* **Directions for this task**: Copy every line that holds the string "sibling" from the data below.

_ _ _ _ _ _ _

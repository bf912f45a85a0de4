use clap::{Args, Parser, Subcommand, ValueEnum};

#[derive(Parser)]
#[command(name = "gl", about = concat!("ganttline v", env!("CARGO_PKG_VERSION"), " - gantt charts with undo"), version)]
pub struct Cli {
    #[command(subcommand)]
    pub command: Commands,

    /// Output as JSON
    #[arg(long, global = true)]
    pub json: bool,

    /// Run against a different project directory
    #[arg(short = 'C', long = "project-dir", global = true)]
    pub project_dir: Option<String>,
}

#[derive(Subcommand)]
pub enum Commands {
    /// Create gantt.json and gantt.toml in the current directory
    Init(InitArgs),
    /// Show the chart as an indented tree
    List(ListArgs),
    /// Show one task
    Show(ShowArgs),
    /// Validate hierarchy, summary dates and ordering
    Check,
    /// Add a task as the last child of its parent
    Add(AddArgs),
    /// Edit fields of a task
    Update(UpdateArgs),
    /// Delete tasks
    Delete(DeleteArgs),
    /// Move a task next to another (drag-and-drop)
    Move(MoveArgs),
    /// Indent tasks under their preceding sibling
    Indent(IdsArgs),
    /// Outdent tasks to their grandparent
    Outdent(IdsArgs),
    /// Wrap sibling tasks in a new summary
    Group(IdsArgs),
    /// Dissolve summaries, promoting their children
    Ungroup(IdsArgs),
    /// Insert new tasks above or below another
    Insert(InsertArgs),
    /// Shift tasks' dates by a number of days
    Drag(DragArgs),
    /// Expand or collapse a task's children
    Collapse(CollapseArgs),
    /// Link two tasks
    Link(LinkArgs),
    /// Remove a link
    Unlink(UnlinkArgs),
    /// Undo the last change
    Undo,
    /// Redo the last undone change
    Redo,
    /// Show the undo and redo stacks
    History,
}

// ---------------------------------------------------------------------------
// Read command args
// ---------------------------------------------------------------------------

#[derive(Args)]
pub struct InitArgs {
    /// Reinitialize even if gantt.json already exists
    #[arg(long)]
    pub force: bool,
}

#[derive(Args)]
pub struct ListArgs {
    /// Include children of collapsed tasks
    #[arg(long)]
    pub all: bool,
}

#[derive(Args)]
pub struct ShowArgs {
    /// Task ID (or unique prefix)
    pub id: String,
}

// ---------------------------------------------------------------------------
// Write command args
// ---------------------------------------------------------------------------

#[derive(Args)]
pub struct AddArgs {
    /// Task name
    pub name: String,
    /// Start date (YYYY-MM-DD)
    #[arg(long)]
    pub start: Option<String>,
    /// End date (YYYY-MM-DD)
    #[arg(long)]
    pub end: Option<String>,
    /// task, summary or milestone
    #[arg(long = "type")]
    pub kind: Option<String>,
    /// Parent task ID
    #[arg(long)]
    pub parent: Option<String>,
    /// Percent complete
    #[arg(long)]
    pub progress: Option<u8>,
    /// Bar color (hex)
    #[arg(long)]
    pub color: Option<String>,
}

#[derive(Args)]
pub struct UpdateArgs {
    /// Task ID (or unique prefix)
    pub id: String,
    #[arg(long)]
    pub name: Option<String>,
    /// Start date (YYYY-MM-DD)
    #[arg(long)]
    pub start: Option<String>,
    /// End date (YYYY-MM-DD)
    #[arg(long)]
    pub end: Option<String>,
    /// Length in days, counting both ends
    #[arg(long)]
    pub duration: Option<i64>,
    #[arg(long)]
    pub progress: Option<u8>,
    /// task, summary or milestone
    #[arg(long = "type")]
    pub kind: Option<String>,
    #[arg(long)]
    pub color: Option<String>,
}

#[derive(Args)]
pub struct DeleteArgs {
    /// Task IDs (or unique prefixes)
    #[arg(required = true)]
    pub ids: Vec<String>,
    /// Also delete descendants of a single task (several IDs always do)
    #[arg(long)]
    pub cascade: bool,
}

#[derive(Args)]
pub struct MoveArgs {
    /// Task to move
    pub id: String,
    /// Task to drop it on
    pub over: String,
}

#[derive(Args)]
pub struct IdsArgs {
    /// Task IDs (or unique prefixes) forming the selection
    #[arg(required = true)]
    pub ids: Vec<String>,
}

#[derive(Clone, Copy, ValueEnum)]
pub enum InsertSide {
    Above,
    Below,
}

#[derive(Args)]
pub struct InsertArgs {
    /// above or below
    #[arg(value_enum)]
    pub side: InsertSide,
    /// Reference task ID
    pub id: String,
    /// Number of tasks to insert (above only)
    #[arg(long, default_value_t = 1)]
    pub count: usize,
}

#[derive(Args)]
pub struct DragArgs {
    /// Task IDs (or unique prefixes)
    #[arg(required = true)]
    pub ids: Vec<String>,
    /// Days to shift by (negative moves earlier)
    #[arg(long, allow_negative_numbers = true)]
    pub days: i64,
}

#[derive(Args)]
pub struct CollapseArgs {
    /// Task ID (or unique prefix)
    pub id: String,
    /// Expand instead of toggling
    #[arg(long, conflicts_with = "close")]
    pub open: bool,
    /// Collapse instead of toggling
    #[arg(long)]
    pub close: bool,
}

#[derive(Clone, Copy, ValueEnum)]
pub enum LinkKind {
    /// finish-to-start
    Fs,
    /// start-to-start
    Ss,
    /// finish-to-finish
    Ff,
    /// start-to-finish
    Sf,
}

#[derive(Args)]
pub struct LinkArgs {
    /// Predecessor task
    pub from: String,
    /// Successor task
    pub to: String,
    #[arg(long, value_enum, default_value = "fs")]
    pub kind: LinkKind,
}

#[derive(Args)]
pub struct UnlinkArgs {
    /// Link ID (or unique prefix)
    pub id: String,
}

_ _ _ _ _ _ _

* **Task result**:
    /// Indent tasks under their preceding sibling
    /// Wrap sibling tasks in a new summary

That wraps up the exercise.